Stored data entries

--- --- ---

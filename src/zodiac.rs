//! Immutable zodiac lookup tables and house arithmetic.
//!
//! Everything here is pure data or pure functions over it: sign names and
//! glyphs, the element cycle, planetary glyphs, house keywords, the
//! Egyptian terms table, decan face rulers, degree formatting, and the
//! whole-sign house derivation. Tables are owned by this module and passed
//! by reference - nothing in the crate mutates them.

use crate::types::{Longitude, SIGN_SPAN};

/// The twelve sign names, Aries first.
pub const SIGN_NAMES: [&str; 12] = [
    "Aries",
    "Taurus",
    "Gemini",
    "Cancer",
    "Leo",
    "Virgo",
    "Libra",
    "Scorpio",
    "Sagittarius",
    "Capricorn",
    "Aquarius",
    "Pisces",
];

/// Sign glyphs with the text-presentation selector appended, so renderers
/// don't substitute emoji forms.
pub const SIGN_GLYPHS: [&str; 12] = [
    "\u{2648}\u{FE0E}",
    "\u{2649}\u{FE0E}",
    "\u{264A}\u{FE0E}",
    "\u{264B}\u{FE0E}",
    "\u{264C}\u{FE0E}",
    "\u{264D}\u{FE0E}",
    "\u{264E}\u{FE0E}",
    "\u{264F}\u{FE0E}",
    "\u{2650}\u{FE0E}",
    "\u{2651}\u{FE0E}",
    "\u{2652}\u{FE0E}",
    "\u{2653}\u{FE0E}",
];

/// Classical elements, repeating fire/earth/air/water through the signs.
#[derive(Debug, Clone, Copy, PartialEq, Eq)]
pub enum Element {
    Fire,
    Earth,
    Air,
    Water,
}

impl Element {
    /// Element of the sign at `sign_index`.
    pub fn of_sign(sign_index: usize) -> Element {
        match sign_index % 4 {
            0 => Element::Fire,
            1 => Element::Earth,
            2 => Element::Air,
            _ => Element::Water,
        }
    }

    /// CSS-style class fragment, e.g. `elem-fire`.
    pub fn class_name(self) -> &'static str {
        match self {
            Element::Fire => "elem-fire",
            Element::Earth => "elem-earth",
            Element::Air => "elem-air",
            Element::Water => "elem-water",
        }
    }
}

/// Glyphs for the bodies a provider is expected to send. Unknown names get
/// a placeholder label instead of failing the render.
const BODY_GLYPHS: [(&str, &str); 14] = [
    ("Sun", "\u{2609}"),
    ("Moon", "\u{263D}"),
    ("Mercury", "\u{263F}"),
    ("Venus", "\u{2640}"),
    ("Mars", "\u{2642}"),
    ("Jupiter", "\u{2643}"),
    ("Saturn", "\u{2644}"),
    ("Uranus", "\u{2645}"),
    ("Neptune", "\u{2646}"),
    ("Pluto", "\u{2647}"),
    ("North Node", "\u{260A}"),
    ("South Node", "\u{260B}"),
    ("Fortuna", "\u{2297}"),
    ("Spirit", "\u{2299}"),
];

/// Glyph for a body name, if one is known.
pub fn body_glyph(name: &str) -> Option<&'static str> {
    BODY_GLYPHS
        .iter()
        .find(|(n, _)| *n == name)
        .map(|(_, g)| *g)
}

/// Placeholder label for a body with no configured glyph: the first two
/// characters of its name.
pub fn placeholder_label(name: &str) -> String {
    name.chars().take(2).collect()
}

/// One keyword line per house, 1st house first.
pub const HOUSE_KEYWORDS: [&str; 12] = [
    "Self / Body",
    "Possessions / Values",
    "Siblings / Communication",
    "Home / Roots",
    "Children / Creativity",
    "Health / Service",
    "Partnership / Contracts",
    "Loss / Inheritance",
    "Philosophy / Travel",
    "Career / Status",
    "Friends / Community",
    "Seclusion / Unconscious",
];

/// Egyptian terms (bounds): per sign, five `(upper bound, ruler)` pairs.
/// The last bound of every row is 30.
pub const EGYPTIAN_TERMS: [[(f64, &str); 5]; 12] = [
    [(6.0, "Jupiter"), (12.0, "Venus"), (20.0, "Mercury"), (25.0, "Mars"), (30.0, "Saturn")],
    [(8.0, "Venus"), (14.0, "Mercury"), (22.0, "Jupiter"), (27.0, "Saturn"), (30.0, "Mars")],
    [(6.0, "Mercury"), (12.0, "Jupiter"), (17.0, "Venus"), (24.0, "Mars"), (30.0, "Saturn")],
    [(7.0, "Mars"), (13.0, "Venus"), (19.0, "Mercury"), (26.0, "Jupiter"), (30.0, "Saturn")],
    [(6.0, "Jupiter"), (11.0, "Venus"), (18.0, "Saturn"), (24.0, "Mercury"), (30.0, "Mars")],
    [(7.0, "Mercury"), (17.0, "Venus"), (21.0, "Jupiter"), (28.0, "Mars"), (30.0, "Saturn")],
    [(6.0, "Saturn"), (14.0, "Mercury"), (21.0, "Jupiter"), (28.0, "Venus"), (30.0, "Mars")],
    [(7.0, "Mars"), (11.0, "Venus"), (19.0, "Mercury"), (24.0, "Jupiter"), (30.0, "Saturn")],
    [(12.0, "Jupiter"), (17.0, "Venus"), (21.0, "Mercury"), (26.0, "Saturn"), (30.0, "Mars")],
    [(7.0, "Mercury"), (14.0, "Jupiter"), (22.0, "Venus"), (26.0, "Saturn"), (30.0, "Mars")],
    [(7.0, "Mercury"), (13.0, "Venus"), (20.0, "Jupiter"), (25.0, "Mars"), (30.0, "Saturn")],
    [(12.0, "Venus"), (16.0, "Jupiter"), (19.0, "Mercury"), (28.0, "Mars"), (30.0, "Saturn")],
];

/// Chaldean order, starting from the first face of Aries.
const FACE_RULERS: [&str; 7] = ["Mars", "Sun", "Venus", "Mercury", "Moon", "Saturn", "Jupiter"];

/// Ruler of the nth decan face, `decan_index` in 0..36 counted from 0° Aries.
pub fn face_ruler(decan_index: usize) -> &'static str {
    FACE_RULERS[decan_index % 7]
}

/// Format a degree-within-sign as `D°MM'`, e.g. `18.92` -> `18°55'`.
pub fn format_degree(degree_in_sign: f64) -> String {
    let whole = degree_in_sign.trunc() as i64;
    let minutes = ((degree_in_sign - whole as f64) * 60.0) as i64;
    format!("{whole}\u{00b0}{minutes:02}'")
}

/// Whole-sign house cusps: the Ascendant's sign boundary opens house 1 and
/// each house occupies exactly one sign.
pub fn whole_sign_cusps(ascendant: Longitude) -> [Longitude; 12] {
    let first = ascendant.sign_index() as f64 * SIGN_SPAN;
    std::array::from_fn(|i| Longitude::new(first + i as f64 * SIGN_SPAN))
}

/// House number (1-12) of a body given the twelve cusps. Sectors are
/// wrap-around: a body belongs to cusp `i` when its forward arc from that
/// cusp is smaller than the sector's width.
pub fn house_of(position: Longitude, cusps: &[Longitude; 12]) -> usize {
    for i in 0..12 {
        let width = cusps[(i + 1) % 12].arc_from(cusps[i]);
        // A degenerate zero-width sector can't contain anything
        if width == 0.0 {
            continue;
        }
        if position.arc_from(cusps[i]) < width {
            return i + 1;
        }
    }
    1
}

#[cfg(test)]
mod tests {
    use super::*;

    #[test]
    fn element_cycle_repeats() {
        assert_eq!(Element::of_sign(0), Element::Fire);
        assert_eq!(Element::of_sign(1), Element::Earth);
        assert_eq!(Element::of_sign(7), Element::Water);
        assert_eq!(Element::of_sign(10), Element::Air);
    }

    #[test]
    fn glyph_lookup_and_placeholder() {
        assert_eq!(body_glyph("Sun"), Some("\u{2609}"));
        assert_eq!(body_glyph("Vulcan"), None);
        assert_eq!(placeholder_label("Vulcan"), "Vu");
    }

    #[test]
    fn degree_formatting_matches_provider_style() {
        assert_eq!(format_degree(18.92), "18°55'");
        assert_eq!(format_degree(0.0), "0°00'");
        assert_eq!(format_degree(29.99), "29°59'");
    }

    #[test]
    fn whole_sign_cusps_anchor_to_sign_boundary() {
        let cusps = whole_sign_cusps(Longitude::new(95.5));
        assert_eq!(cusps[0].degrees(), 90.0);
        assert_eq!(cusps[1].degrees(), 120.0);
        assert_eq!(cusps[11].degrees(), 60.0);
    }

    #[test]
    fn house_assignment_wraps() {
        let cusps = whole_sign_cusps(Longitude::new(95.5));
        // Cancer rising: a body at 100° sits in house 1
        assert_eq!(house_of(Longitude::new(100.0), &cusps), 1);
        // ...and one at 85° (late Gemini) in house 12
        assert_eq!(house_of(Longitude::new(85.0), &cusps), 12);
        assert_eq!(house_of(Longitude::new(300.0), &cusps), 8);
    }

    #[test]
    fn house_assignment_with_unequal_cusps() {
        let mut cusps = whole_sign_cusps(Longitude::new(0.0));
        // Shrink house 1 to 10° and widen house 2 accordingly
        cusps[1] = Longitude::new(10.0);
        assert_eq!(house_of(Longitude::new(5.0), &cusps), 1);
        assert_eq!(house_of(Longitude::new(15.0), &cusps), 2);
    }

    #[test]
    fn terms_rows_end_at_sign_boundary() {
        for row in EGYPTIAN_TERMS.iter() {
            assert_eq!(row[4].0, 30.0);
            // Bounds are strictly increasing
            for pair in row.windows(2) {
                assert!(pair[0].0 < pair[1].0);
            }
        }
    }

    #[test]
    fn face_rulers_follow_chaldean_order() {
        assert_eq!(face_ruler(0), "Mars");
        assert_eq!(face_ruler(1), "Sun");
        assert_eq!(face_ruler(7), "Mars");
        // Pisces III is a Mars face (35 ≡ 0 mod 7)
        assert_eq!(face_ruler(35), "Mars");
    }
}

--- --- ---

§ Aim of the task: Whenever the word "String" occurs in a line above, copy that line.

§ Answer to the problem:
pub fn placeholder_label(name: &str) -> String {
pub fn format_degree(degree_in_sign: f64) -> String {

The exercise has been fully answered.